Go through the entries below and copy every line that holds the word "ProxyError".

====== RECORDS FOR PROCESSING ======

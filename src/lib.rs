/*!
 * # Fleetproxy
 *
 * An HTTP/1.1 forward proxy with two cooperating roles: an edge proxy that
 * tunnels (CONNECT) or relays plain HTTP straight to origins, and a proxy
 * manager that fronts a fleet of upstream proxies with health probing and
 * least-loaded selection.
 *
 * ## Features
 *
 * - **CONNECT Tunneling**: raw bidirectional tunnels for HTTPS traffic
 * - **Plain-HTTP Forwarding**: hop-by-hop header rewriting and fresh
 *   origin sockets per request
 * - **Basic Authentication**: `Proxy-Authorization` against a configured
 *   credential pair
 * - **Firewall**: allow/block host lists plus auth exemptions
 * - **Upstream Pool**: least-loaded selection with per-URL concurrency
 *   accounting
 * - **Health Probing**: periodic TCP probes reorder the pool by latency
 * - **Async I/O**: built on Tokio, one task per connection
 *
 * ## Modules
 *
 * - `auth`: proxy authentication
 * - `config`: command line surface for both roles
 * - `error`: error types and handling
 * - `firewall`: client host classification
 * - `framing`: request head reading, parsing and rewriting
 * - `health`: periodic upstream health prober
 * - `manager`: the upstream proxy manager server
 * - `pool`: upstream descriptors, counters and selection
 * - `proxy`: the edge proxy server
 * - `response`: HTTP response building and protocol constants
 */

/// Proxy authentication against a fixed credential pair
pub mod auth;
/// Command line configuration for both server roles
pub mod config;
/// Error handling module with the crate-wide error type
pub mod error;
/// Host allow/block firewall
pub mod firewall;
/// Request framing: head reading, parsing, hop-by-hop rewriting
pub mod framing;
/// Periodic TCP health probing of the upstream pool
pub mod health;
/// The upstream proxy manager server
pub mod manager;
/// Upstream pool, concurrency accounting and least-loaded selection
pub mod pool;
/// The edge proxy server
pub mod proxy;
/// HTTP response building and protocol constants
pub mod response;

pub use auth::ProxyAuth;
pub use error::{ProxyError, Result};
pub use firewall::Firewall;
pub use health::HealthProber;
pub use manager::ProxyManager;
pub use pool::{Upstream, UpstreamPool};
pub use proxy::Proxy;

======
====== RECORDS FOR PROCESSING ======

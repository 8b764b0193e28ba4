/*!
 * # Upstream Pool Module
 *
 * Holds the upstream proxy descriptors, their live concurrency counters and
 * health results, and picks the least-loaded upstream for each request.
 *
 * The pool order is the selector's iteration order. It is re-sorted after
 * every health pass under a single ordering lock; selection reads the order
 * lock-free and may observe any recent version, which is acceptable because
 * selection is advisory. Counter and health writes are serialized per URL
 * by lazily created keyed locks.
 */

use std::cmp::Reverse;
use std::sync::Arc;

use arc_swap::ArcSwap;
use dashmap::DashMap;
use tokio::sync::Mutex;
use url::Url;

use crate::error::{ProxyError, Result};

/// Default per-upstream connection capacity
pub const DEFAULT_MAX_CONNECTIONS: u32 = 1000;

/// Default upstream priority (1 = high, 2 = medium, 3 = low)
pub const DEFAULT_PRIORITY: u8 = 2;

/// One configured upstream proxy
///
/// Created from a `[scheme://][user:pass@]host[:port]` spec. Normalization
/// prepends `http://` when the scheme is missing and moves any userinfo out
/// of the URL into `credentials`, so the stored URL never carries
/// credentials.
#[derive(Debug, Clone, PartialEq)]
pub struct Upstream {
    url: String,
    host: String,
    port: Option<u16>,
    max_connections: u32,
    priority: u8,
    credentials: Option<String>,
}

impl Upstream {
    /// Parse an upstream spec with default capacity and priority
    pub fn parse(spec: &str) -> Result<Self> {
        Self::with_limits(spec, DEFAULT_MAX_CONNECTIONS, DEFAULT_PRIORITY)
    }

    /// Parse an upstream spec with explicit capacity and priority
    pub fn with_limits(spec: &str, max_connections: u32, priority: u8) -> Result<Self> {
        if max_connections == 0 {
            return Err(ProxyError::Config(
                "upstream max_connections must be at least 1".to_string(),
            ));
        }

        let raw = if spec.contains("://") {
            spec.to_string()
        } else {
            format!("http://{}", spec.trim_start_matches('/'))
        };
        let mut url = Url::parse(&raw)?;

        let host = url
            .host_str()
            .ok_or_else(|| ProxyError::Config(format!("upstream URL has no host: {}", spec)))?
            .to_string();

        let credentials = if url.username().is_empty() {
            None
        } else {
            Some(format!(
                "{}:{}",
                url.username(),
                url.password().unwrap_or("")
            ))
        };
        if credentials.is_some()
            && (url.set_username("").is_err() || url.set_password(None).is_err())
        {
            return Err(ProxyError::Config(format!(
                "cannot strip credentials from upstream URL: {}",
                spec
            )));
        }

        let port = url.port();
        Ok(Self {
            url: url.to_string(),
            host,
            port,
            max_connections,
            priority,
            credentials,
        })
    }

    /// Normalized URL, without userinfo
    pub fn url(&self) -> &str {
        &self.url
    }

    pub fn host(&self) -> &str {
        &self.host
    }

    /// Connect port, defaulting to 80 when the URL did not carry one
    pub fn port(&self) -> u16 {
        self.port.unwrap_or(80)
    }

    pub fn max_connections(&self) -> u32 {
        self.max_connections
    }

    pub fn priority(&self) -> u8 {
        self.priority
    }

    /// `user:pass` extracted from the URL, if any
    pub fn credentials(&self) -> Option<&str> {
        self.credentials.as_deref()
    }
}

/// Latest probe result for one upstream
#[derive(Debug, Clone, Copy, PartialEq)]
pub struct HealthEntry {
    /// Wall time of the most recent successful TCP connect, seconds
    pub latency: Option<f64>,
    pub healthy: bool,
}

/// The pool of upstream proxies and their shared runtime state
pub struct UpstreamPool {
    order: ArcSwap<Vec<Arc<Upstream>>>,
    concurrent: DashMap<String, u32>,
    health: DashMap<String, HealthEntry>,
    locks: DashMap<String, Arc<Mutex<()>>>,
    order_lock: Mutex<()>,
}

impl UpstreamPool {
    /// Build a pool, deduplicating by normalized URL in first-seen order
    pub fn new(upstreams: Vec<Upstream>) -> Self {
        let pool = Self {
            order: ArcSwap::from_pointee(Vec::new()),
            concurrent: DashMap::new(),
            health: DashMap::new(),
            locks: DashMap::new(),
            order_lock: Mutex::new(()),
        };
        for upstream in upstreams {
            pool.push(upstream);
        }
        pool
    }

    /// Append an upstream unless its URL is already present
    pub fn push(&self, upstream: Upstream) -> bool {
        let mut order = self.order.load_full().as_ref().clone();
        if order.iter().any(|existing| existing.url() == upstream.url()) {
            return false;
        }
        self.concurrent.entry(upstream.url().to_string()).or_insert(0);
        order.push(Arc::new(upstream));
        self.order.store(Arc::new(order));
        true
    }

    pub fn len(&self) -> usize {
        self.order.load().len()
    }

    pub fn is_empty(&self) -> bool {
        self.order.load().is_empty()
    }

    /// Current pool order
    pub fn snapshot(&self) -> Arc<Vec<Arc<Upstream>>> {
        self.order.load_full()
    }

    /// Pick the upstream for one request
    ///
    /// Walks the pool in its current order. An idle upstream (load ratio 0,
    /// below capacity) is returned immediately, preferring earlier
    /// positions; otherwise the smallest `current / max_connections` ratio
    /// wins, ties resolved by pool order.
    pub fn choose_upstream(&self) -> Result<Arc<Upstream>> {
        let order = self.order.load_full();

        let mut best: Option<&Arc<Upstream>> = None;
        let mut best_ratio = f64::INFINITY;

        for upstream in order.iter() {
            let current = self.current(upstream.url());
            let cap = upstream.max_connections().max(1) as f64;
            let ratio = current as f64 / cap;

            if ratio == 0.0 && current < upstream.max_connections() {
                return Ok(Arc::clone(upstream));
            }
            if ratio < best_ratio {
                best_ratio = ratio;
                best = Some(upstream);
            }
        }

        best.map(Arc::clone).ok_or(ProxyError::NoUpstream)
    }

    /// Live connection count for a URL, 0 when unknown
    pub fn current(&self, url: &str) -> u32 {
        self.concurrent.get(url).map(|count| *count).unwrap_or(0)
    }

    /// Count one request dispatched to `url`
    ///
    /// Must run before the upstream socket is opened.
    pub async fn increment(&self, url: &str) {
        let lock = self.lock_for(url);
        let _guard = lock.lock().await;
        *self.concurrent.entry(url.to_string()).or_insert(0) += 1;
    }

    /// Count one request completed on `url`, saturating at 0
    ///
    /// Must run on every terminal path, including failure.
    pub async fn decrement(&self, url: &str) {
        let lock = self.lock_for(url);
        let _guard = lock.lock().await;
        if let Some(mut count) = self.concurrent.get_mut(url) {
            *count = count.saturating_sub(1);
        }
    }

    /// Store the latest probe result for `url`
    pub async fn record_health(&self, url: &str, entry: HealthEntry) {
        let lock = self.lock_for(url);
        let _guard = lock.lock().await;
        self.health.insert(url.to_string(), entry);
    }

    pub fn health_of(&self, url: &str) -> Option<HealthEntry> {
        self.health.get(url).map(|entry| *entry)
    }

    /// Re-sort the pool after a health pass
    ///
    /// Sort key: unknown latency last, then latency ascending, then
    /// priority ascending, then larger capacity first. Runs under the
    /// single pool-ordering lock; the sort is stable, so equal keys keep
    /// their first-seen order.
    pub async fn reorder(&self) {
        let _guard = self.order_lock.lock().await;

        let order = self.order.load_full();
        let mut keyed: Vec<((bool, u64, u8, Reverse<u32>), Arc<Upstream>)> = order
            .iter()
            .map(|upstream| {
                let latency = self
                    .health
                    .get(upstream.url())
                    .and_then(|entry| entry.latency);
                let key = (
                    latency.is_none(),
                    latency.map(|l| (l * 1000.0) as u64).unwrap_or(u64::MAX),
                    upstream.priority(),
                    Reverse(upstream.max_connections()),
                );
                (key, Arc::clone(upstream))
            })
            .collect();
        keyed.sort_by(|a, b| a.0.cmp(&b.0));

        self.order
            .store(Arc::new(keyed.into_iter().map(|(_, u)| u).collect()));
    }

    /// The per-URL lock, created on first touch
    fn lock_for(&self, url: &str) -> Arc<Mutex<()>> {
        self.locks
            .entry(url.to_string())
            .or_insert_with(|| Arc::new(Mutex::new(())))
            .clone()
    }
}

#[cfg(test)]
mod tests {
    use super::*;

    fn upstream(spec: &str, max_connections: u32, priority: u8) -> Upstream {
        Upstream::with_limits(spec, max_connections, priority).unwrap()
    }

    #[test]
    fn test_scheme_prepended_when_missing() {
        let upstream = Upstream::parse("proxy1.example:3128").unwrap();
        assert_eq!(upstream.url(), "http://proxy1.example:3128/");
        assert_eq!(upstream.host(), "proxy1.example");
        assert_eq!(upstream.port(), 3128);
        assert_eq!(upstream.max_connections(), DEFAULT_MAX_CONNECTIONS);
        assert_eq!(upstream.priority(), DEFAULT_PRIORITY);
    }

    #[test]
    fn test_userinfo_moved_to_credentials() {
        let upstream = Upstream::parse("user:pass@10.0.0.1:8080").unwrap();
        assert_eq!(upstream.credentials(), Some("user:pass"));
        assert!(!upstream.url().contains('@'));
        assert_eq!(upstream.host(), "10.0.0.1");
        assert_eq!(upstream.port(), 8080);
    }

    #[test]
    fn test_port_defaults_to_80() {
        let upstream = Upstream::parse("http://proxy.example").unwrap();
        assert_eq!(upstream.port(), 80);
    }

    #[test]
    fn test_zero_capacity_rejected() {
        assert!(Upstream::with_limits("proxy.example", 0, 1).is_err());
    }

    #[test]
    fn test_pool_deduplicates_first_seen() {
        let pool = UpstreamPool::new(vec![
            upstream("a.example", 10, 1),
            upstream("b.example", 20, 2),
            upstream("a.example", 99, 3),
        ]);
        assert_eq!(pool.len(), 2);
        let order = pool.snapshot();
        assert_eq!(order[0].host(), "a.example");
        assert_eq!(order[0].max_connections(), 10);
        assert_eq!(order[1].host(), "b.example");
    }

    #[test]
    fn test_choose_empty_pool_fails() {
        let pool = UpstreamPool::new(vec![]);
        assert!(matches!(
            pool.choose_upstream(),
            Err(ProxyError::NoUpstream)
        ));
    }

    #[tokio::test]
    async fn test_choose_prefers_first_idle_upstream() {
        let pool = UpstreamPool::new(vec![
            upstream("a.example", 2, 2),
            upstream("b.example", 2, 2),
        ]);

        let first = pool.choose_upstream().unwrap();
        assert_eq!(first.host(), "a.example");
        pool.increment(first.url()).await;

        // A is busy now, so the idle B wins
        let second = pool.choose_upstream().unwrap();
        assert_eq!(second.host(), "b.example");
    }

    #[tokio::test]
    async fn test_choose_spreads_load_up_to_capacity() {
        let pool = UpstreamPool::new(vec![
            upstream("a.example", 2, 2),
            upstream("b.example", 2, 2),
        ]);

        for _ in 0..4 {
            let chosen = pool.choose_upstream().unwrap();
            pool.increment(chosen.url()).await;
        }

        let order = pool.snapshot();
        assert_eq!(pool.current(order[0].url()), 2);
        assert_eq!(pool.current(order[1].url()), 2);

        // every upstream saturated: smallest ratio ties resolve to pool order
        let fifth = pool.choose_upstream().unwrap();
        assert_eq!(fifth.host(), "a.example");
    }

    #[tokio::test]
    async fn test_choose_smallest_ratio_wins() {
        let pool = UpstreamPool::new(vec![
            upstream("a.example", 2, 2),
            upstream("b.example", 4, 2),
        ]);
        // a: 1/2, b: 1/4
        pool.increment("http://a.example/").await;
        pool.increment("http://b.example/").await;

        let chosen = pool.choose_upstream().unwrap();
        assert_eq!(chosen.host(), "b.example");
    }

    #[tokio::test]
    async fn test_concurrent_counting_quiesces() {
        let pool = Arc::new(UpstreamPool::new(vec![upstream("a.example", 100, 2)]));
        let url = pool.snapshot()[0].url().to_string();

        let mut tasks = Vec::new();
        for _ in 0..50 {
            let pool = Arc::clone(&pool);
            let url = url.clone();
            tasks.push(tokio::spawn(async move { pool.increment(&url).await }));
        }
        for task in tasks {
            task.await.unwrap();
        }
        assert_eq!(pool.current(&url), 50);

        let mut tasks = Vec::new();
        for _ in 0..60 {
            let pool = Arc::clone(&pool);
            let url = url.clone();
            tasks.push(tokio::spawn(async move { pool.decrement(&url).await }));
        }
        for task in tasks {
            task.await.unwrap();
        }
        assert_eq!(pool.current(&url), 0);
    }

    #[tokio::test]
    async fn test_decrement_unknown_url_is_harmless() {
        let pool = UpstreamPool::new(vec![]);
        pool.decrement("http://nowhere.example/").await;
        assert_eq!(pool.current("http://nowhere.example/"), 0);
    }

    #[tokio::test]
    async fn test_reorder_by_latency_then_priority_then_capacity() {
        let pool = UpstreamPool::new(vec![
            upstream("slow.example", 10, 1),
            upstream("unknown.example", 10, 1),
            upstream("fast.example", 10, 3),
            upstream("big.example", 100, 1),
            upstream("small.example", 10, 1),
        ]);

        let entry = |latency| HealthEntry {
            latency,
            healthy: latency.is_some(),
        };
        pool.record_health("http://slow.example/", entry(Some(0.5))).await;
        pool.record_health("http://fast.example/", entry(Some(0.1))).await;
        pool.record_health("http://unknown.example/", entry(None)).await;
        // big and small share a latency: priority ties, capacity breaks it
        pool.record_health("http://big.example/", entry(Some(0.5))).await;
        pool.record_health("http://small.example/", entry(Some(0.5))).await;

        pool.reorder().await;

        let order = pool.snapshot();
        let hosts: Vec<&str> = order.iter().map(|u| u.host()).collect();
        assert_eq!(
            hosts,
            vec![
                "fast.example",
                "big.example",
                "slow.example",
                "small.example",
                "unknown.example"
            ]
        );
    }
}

======

=== SOLVED PROBLEM ===
pub use error::{ProxyError, Result};
use crate::error::{ProxyError, Result};
            return Err(ProxyError::Config(
            .ok_or_else(|| ProxyError::Config(format!("upstream URL has no host: {}", spec)))?
            return Err(ProxyError::Config(format!(
        best.map(Arc::clone).ok_or(ProxyError::NoUpstream)
            Err(ProxyError::NoUpstream)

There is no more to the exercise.